Она приблизилась к княгине, сделала книксен. Лёгкие завитки вспарили над её широким лбом и опустились на виски, как пуховые пёрышки.
– Здравствуй, Веринька! Отчего ты приехала одна? Здоровы ли родители?
– Благодарю вас, Нина Григорьевна! Maman приболела и не смогла сопроводить меня, – Вера отвечала тихо, а раскосые голубые глаза её бегали по лицам танцующих офицеров. – Катенька, могу ли я поговорить с тобою?
– Что ж, отдаю тебе нашу милую Катрин, – Нина улыбнулась.

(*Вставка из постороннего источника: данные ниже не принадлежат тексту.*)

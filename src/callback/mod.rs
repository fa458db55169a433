
use std::any::Any;
use std::panic::{catch_unwind, AssertUnwindSafe};
use std::sync::{Arc, Mutex, MutexGuard, PoisonError};

/// Runs `f`, containing any panic it raises. The panic is logged against
/// `context` and swallowed, so code on the far side of a native or dispatch
/// boundary never unwinds.
pub fn managed<F: FnOnce()>(context: &str, f: F) -> bool {
    match catch_unwind(AssertUnwindSafe(f)) {
        Ok(()) => true,
        Err(panic) => {
            log::error!("{context}: callback panicked: {}", panic_message(&panic));
            false
        }
    }
}

fn panic_message(panic: &Box<dyn Any + Send>) -> &str {
    if let Some(s) = panic.downcast_ref::<&'static str>() {
        s
    } else if let Some(s) = panic.downcast_ref::<String>() {
        s.as_str()
    } else {
        "unknown panic"
    }
}

/// CallbackGate owns the handle that native callbacks are allowed to reach.
///
/// Releasing the gate and checking it share one lock: once `release` has
/// returned, every later `is_open`/`get` observes the gate as closed, so a
/// callback that was already in flight becomes a no-op.
pub struct CallbackGate<T: ?Sized> {
    slot: Mutex<GateState<T>>,
}

enum GateState<T: ?Sized> {
    Pending,
    Open(Arc<T>),
    Released,
}

impl<T: ?Sized> Default for CallbackGate<T> {
    fn default() -> Self {
        CallbackGate {
            slot: Mutex::new(GateState::Pending),
        }
    }
}

impl<T: ?Sized> CallbackGate<T> {
    pub fn new() -> Self {
        Self::default()
    }

    fn lock(&self) -> MutexGuard<'_, GateState<T>> {
        self.slot.lock().unwrap_or_else(PoisonError::into_inner)
    }

    /// install opens the gate with `handle`. It returns false, dropping
    /// nothing, if the gate was already released.
    pub fn install(&self, handle: Arc<T>) -> bool {
        let mut slot = self.lock();
        match *slot {
            GateState::Released => false,
            _ => {
                *slot = GateState::Open(handle);
                true
            }
        }
    }

    pub fn is_open(&self) -> bool {
        matches!(*self.lock(), GateState::Open(_))
    }

    pub fn is_released(&self) -> bool {
        matches!(*self.lock(), GateState::Released)
    }

    /// get returns the handle while the gate is open.
    pub fn get(&self) -> Option<Arc<T>> {
        match &*self.lock() {
            GateState::Open(handle) => Some(Arc::clone(handle)),
            _ => None,
        }
    }

    /// release closes the gate for good. Only the first call returns the
    /// handle; concurrent and repeated calls get `None`.
    pub fn release(&self) -> Option<Arc<T>> {
        let mut slot = self.lock();
        match std::mem::replace(&mut *slot, GateState::Released) {
            GateState::Open(handle) => Some(handle),
            _ => None,
        }
    }
}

Величественный шаг – и газовый шлейф платья поволокся за хозяйкой к соседнему кружку неприглашённых дам.
– Катенька, – рука в длинной перчатке сжала её пальцы, – я ищу Александра. Он ведь здесь?
– Да, я видела его… между третьей и четвёртой колонной, – Екатерина оглянулась. Не из-за веера, не из-за плеча (к чему ужимки?). – Его уже нет. А что случилось?
– Стыдно говорить, Катя! – Вера наклонилась к её уху. – Ещё осенью Саша побранился с папа. Причина глупая: папенька не дал ему денег, чтобы выручить приятеля. В Рождество Саша не приехал к нам, на письма наши не отвечает. Maman изводится, не спит который день. Занемогла вот: голова кружится, как с постели встаёт. Потому я и приехала в Петербург одна с гувернанткой – поговорить с ним!
– Я не вижу его в зале. Должно быть, вышел. Но мы можем попросить Нину…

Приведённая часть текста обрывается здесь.